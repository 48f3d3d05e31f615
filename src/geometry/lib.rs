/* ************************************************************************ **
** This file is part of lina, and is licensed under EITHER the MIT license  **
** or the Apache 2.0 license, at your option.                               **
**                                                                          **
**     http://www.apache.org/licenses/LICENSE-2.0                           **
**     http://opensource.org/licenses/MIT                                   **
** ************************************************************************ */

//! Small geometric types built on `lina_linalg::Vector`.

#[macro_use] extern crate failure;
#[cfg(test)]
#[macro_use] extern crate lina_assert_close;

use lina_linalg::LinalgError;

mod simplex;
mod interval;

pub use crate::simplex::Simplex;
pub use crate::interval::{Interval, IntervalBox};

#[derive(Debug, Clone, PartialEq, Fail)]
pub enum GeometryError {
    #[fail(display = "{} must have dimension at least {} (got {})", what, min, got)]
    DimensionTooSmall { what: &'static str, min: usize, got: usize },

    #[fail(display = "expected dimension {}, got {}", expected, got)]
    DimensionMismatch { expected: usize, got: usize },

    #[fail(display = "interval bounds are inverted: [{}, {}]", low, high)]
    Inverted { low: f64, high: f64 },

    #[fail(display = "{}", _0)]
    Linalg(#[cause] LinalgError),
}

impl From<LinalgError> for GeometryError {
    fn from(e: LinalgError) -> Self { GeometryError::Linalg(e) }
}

────

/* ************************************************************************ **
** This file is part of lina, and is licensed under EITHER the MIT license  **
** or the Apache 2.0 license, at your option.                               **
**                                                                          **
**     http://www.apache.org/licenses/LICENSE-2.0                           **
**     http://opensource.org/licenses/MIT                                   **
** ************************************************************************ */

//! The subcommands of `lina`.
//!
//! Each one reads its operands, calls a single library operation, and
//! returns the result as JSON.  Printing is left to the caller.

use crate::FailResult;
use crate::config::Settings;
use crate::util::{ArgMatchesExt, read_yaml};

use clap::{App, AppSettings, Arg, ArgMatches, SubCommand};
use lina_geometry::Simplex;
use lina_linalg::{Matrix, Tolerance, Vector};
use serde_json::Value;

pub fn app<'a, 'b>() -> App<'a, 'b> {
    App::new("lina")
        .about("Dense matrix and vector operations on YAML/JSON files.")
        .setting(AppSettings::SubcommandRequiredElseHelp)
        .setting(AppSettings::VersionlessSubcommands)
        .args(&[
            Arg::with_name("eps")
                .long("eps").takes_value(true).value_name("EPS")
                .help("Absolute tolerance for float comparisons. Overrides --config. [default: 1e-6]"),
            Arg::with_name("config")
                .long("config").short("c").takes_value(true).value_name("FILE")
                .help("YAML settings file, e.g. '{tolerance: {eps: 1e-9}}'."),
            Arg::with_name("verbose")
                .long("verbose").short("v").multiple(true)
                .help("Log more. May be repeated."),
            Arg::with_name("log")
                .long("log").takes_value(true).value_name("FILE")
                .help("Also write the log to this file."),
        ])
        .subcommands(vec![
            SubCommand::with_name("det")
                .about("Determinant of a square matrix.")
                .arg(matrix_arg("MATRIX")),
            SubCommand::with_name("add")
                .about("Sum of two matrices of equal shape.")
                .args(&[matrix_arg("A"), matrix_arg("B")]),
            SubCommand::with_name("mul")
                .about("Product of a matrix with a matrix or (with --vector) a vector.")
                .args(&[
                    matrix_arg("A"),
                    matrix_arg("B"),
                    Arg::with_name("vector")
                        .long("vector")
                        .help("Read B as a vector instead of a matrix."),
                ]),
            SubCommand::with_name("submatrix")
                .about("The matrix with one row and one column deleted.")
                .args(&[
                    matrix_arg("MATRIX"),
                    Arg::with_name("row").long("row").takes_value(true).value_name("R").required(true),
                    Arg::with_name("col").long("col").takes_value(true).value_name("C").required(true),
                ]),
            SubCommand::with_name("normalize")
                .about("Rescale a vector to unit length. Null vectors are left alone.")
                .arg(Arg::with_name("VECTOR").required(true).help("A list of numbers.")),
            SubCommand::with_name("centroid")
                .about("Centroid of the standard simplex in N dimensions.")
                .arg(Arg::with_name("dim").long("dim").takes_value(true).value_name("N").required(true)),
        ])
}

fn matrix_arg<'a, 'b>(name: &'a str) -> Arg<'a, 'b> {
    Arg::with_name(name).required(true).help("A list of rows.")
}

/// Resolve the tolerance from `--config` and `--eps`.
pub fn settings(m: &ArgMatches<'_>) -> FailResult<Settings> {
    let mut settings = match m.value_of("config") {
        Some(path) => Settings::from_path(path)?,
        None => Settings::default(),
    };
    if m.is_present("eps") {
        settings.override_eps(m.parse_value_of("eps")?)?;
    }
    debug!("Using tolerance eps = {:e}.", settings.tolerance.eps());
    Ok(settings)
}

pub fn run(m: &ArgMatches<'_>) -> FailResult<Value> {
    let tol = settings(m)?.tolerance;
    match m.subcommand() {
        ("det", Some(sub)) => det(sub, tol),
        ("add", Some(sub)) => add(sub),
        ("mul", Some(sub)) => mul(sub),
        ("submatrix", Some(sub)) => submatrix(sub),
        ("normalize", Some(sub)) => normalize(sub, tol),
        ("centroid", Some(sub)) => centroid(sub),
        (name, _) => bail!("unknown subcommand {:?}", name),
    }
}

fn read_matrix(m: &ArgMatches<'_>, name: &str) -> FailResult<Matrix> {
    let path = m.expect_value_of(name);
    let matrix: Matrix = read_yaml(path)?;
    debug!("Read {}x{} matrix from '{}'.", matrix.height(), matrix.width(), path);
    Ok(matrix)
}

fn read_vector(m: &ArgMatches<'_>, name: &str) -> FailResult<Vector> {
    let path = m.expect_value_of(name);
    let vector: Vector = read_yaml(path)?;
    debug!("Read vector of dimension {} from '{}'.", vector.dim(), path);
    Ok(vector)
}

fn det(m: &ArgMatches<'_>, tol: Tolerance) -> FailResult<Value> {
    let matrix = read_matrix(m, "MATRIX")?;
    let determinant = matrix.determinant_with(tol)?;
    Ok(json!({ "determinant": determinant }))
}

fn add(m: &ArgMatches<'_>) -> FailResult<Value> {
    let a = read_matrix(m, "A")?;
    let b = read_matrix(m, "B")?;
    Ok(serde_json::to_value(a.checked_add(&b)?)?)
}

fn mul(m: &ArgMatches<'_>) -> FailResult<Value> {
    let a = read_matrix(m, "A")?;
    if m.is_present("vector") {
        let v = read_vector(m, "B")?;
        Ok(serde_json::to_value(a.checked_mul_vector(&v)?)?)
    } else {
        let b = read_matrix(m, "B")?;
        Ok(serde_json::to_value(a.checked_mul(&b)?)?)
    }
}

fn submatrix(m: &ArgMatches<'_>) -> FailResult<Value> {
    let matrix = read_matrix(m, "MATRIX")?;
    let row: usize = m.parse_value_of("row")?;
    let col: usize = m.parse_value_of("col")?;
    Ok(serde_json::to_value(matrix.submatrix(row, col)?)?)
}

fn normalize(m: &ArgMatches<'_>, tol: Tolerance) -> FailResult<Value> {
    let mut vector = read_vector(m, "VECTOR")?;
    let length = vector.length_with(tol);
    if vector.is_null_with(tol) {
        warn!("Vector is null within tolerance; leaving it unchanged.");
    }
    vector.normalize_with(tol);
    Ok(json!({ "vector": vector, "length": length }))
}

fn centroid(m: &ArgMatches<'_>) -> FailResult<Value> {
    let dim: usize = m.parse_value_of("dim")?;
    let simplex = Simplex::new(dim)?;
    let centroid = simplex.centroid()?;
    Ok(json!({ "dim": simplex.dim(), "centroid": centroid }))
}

────

From the listing above, return each line with the word "what".

    #[fail(display = "{} must have dimension at least {} (got {})", what, min, got)]
    DimensionTooSmall { what: &'static str, min: usize, got: usize },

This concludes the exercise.